Synopsis: A group of estranged friends gather for a night of tradition which takes a deadly turn after old secrets and wounds resurface.

The Razing is a curious film in that for the most part it confines its characters to one room while also trying to build a wider world around it. It is often a compelling device for horror, the increasing tension and claustrophobia driving characters to increasingly desperate acts. The Razing leans into this tradition, trapping warring characters in a lavish space, removing them from the escalating concerns of the outside world.

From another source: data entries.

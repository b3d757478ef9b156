use std::convert::TryFrom;

use chrono::Utc;
use rusqlite::{named_params, Connection, OptionalExtension, Row};

use crate::error::AppResult;

/// One row per user holding the serialized default-range payload.
#[derive(Debug, Clone)]
pub struct SnapshotRow {
    pub user_id: String,
    pub payload_json: String,
    pub updated_at: String,
}

impl TryFrom<&Row<'_>> for SnapshotRow {
    type Error = rusqlite::Error;

    fn try_from(row: &Row<'_>) -> Result<Self, Self::Error> {
        Ok(Self {
            user_id: row.get("user_id")?,
            payload_json: row.get("payload_json")?,
            updated_at: row.get("updated_at")?,
        })
    }
}

pub struct SnapshotRepository;

impl SnapshotRepository {
    pub fn upsert(conn: &Connection, user_id: &str, payload_json: &str) -> AppResult<()> {
        conn.execute(
            r#"
                INSERT INTO analytics_snapshots (user_id, payload_json, updated_at)
                VALUES (:user_id, :payload_json, :updated_at)
                ON CONFLICT(user_id) DO UPDATE SET
                    payload_json = excluded.payload_json,
                    updated_at = excluded.updated_at
            "#,
            named_params! {
                ":user_id": user_id,
                ":payload_json": payload_json,
                ":updated_at": Utc::now().to_rfc3339(),
            },
        )?;

        Ok(())
    }

    pub fn find_by_user(conn: &Connection, user_id: &str) -> AppResult<Option<SnapshotRow>> {
        let mut stmt = conn.prepare(
            r#"
            SELECT user_id, payload_json, updated_at
            FROM analytics_snapshots
            WHERE user_id = ?1
        "#,
        )?;

        let row = stmt
            .query_row([user_id], |row| SnapshotRow::try_from(row))
            .optional()?;

        Ok(row)
    }

    pub fn delete(conn: &Connection, user_id: &str) -> AppResult<usize> {
        let deleted = conn.execute(
            "DELETE FROM analytics_snapshots WHERE user_id = ?1",
            [user_id],
        )?;
        Ok(deleted)
    }
}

The clever thing that The Razing does is introduce characters who are so clearly in crisis and cannot stand to be around one another from the outset, with the sniping starting almost immediately. These scenarios always lead you to wonder, as a viewer, how any of these people are friends or why they are still in contact, but the film sets out that these are a group mainly connected by a dark past, attending out of obligation rather than genuine desire to be around one another. Remaining within the confines of the room The Razing manages to blend the current day with their pasts, offering context and development. This is achieved by having two separate timelines operating within the space, one of the present and one of the past, in which characters’ younger selves walk seamlessly into the same space, taking the viewer across timelines in mere moments.

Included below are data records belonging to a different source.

use std::collections::HashSet;
use std::sync::{Arc, Mutex};
use std::time::Duration as StdDuration;

use chrono::{Duration, NaiveDate, Utc};
use tracing::{debug, warn};

use crate::error::{AppError, AppResult};
use crate::models::analytics::{
    AnalyticsPayload, DateRange, RangeSelector, SnapshotEnvelope, MAX_TRAILING_DAYS,
    SCHEMA_VERSION,
};
use crate::services::assembler;
use crate::services::background::BackgroundRunner;
use crate::services::cache_service::PayloadCache;
use crate::services::store::{HabitDataSource, SnapshotStore};
use crate::utils::race::{race_with_fallback, Raced};

const CACHE_TTL_SECONDS: i64 = 60;
const FETCH_TIMEOUT_MS: u64 = 500;

#[derive(Debug, Clone)]
pub struct AnalyticsConfig {
    /// Freshness window for in-process entries; checked on read, never a timer.
    pub cache_ttl: Duration,
    /// How long a read with a stale fallback waits for the store before
    /// serving the stale value instead.
    pub fetch_timeout: StdDuration,
    /// Whether `invalidate` schedules a default-selector warm-up.
    pub warm_on_invalidate: bool,
}

impl Default for AnalyticsConfig {
    fn default() -> Self {
        Self {
            cache_ttl: Duration::seconds(CACHE_TTL_SECONDS),
            fetch_timeout: StdDuration::from_millis(FETCH_TIMEOUT_MS),
            warm_on_invalidate: true,
        }
    }
}

/// The cache & snapshot manager: owns the staleness policy around the payload
/// assembler. Reads prefer the in-process cache, fall back to the durable
/// snapshot on cold starts, and bound worst-case latency by racing the store
/// fetch against a timeout whenever a stale value exists to fall back on.
pub struct AnalyticsService {
    source: Arc<dyn HabitDataSource>,
    snapshots: Arc<dyn SnapshotStore>,
    cache: Arc<dyn PayloadCache>,
    background: BackgroundRunner,
    config: AnalyticsConfig,
    /// Users whose snapshot is pending a rewarm after `invalidate`; the
    /// snapshot cold-start path is bypassed for them so a read can never
    /// resurface the pre-invalidation payload.
    warming: Arc<Mutex<HashSet<String>>>,
}

impl AnalyticsService {
    pub fn new(
        source: Arc<dyn HabitDataSource>,
        snapshots: Arc<dyn SnapshotStore>,
        cache: Arc<dyn PayloadCache>,
        config: AnalyticsConfig,
    ) -> Self {
        Self {
            source,
            snapshots,
            cache,
            background: BackgroundRunner::default(),
            config,
            warming: Arc::new(Mutex::new(HashSet::new())),
        }
    }

    pub async fn get_analytics(
        &self,
        user_id: &str,
        selector: RangeSelector,
        force_refresh: bool,
    ) -> AppResult<AnalyticsPayload> {
        let range = resolve_window(selector)?;
        let key = cache_key(user_id, selector);
        let entry = self.cache.get(&key);

        if !force_refresh {
            if let Some(entry) = &entry {
                if Utc::now() - entry.written_at <= self.config.cache_ttl {
                    debug!(target: "app::analytics", user_id, selector = %selector.as_str(), "cache hit");
                    return Ok(entry.payload.clone());
                }
            }

            if selector.is_default() && entry.is_none() && !self.is_warming(user_id) {
                if let Some(payload) = self.try_snapshot(user_id).await {
                    debug!(target: "app::analytics", user_id, "serving persisted snapshot");
                    self.cache.set(&key, payload.clone());
                    return Ok(payload);
                }
            }
        }

        // The compute runs in its own task: a caller that takes the stale
        // value on timeout never cancels the fetch, and the task still writes
        // its result through for the next reader.
        let task = tokio::spawn(recompute(
            Arc::clone(&self.source),
            Arc::clone(&self.snapshots),
            Arc::clone(&self.cache),
            self.background.clone(),
            user_id.to_string(),
            selector,
            range,
            key,
        ));
        let primary = async move {
            task.await
                .map_err(|err| AppError::other(format!("analytics compute task failed: {err}")))?
        };

        let stale = if force_refresh {
            None
        } else {
            entry.map(|entry| entry.payload)
        };

        match race_with_fallback(primary, self.config.fetch_timeout, stale).await? {
            Raced::Completed(payload) => Ok(payload),
            Raced::TimedOut(stale) => {
                warn!(
                    target: "app::analytics",
                    user_id,
                    timeout_ms = self.config.fetch_timeout.as_millis() as u64,
                    "data source slow, serving stale payload"
                );
                Ok(stale)
            }
            Raced::FailedWithFallback(stale, err) => {
                warn!(
                    target: "app::analytics",
                    user_id,
                    error = %err,
                    "data source failed, serving stale payload"
                );
                Ok(stale)
            }
        }
    }

    /// Synchronously drop every cache entry for the user, then warm the
    /// default selector in the background without blocking the caller.
    pub fn invalidate(&self, user_id: &str) {
        let dropped = self.cache.delete_by_prefix(&user_prefix(user_id));
        debug!(target: "app::analytics", user_id, dropped, "invalidated cache entries");

        if !self.config.warm_on_invalidate {
            return;
        }

        if let Ok(mut guard) = self.warming.lock() {
            guard.insert(user_id.to_string());
        }

        let selector = RangeSelector::default();
        let range = match resolve_window(selector) {
            Ok(range) => range,
            Err(err) => {
                warn!(target: "app::analytics", user_id, error = %err, "cache warm skipped");
                return;
            }
        };
        let key = cache_key(user_id, selector);
        let source = Arc::clone(&self.source);
        let snapshots = Arc::clone(&self.snapshots);
        let cache = Arc::clone(&self.cache);
        let background = self.background.clone();
        let warming = Arc::clone(&self.warming);
        let user = user_id.to_string();

        self.background.submit("cache-warm", async move {
            let outcome = recompute(
                source, snapshots, cache, background, user.clone(), selector, range, key,
            )
            .await;
            if let Ok(mut guard) = warming.lock() {
                guard.remove(&user);
            }
            outcome.map(|_| ())
        });
    }

    /// Test and shutdown helper: wait for detached snapshot writes and cache
    /// warms to settle.
    pub async fn wait_for_background(&self) {
        self.background.wait_idle().await;
    }

    fn is_warming(&self, user_id: &str) -> bool {
        self.warming
            .lock()
            .map(|guard| guard.contains(user_id))
            .unwrap_or(false)
    }

    /// Snapshot read with the structural shape check: any store error,
    /// deserialization failure, or schema-version mismatch is a miss.
    async fn try_snapshot(&self, user_id: &str) -> Option<AnalyticsPayload> {
        let stored = match self.snapshots.read_snapshot(user_id).await {
            Ok(stored) => stored?,
            Err(err) => {
                debug!(target: "app::snapshot", user_id, error = %err, "snapshot read failed, treating as miss");
                return None;
            }
        };

        match serde_json::from_str::<SnapshotEnvelope>(&stored.payload_json) {
            Ok(envelope) if envelope.schema_version == SCHEMA_VERSION => Some(envelope.payload),
            Ok(envelope) => {
                debug!(
                    target: "app::snapshot",
                    user_id,
                    found = %envelope.schema_version,
                    expected = SCHEMA_VERSION,
                    "snapshot schema mismatch, treating as miss"
                );
                None
            }
            Err(err) => {
                warn!(target: "app::snapshot", user_id, error = %err, "snapshot corrupt, treating as miss");
                None
            }
        }
    }
}

/// Fetch, assemble, store in-process, and (default selector only) schedule
/// the durable snapshot upsert.
#[allow(clippy::too_many_arguments)]
async fn recompute(
    source: Arc<dyn HabitDataSource>,
    snapshots: Arc<dyn SnapshotStore>,
    cache: Arc<dyn PayloadCache>,
    background: BackgroundRunner,
    user_id: String,
    selector: RangeSelector,
    range: DateRange,
    key: String,
) -> AppResult<AnalyticsPayload> {
    let (logs, goals) = source.fetch_weekly_logs_and_goals(&user_id, range).await?;
    let payload = assembler::build_payload(&logs, &goals, range, selector);
    cache.set(&key, payload.clone());

    if selector.is_default() {
        let envelope = SnapshotEnvelope {
            schema_version: SCHEMA_VERSION.to_string(),
            payload: payload.clone(),
        };
        let json = serde_json::to_string(&envelope)?;
        background.submit("snapshot-upsert", async move {
            snapshots.write_snapshot(&user_id, json).await
        });
    }

    Ok(payload)
}

pub(crate) fn cache_key(user_id: &str, selector: RangeSelector) -> String {
    format!(
        "analytics:{user_id}:{selector}:{version}",
        selector = selector.as_str(),
        version = SCHEMA_VERSION
    )
}

fn user_prefix(user_id: &str) -> String {
    format!("analytics:{user_id}:")
}

pub(crate) fn resolve_window(selector: RangeSelector) -> AppResult<DateRange> {
    let today = Utc::now().date_naive();
    match selector {
        RangeSelector::TrailingDays(days) => {
            if days == 0 || days > MAX_TRAILING_DAYS {
                return Err(AppError::validation(format!(
                    "trailing day count must be in [1, {MAX_TRAILING_DAYS}], got {days}"
                )));
            }
            Ok(DateRange {
                start: today - Duration::days(days as i64 - 1),
                end: today,
            })
        }
        RangeSelector::Year(year) => {
            let start = NaiveDate::from_ymd_opt(year, 1, 1)
                .ok_or_else(|| AppError::validation(format!("invalid year {year}")))?;
            let end = NaiveDate::from_ymd_opt(year, 12, 31)
                .ok_or_else(|| AppError::validation(format!("invalid year {year}")))?;
            Ok(DateRange { start, end })
        }
    }
}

Early on, an overwhelming soundtrack holds the viewer at arm’s length, with booming music overpowering dialogue at times. With an already fractured group and tense conversation, this never quite lets you find a connection to the characters. This does, in some ways, add to the overall effect, only allowing you to find out the secrets between them as the group fractures. The setting too, is excellent, with the rich surroundings providing a clashing backdrop for the excesses and conflict taking place. The details of the acts taking place outside of the room are horrific,

Where the film struggles, for me, is using a near-constantly roaming camera. In some sections, like a move around the room to signify a timeline shift, this is an elegant way of moving between threads, as is the use of split-screen early on, visualising their conflict in an intriguing way. However, as the film progresses the camera is scarcely still, constantly exploring the space, even moving when characters are delivering monologues. The overall effect is a kind of queasy feeling normally reserved for found-footage films. A little more stability would go a long way in providing more connection with the characters and an ability to focus on performances, too. To some degree, you can understand the desire to offset the dialogue-heavy scenes and add some dynamic movement, but several sections are in need of moments of stillness to allow the horror to truly sink in.

While The Razing fully understands and portrays the horror of other people, some technical choices are likely to leave some overwhelmed and distant.

3 out of 5 stars

3 out of 5 stars

The Razing is distributed by Gravitas Ventures and will be released on September 27th, 2022 to TVOD and DVD and on SVOD and AVOD 90 days after.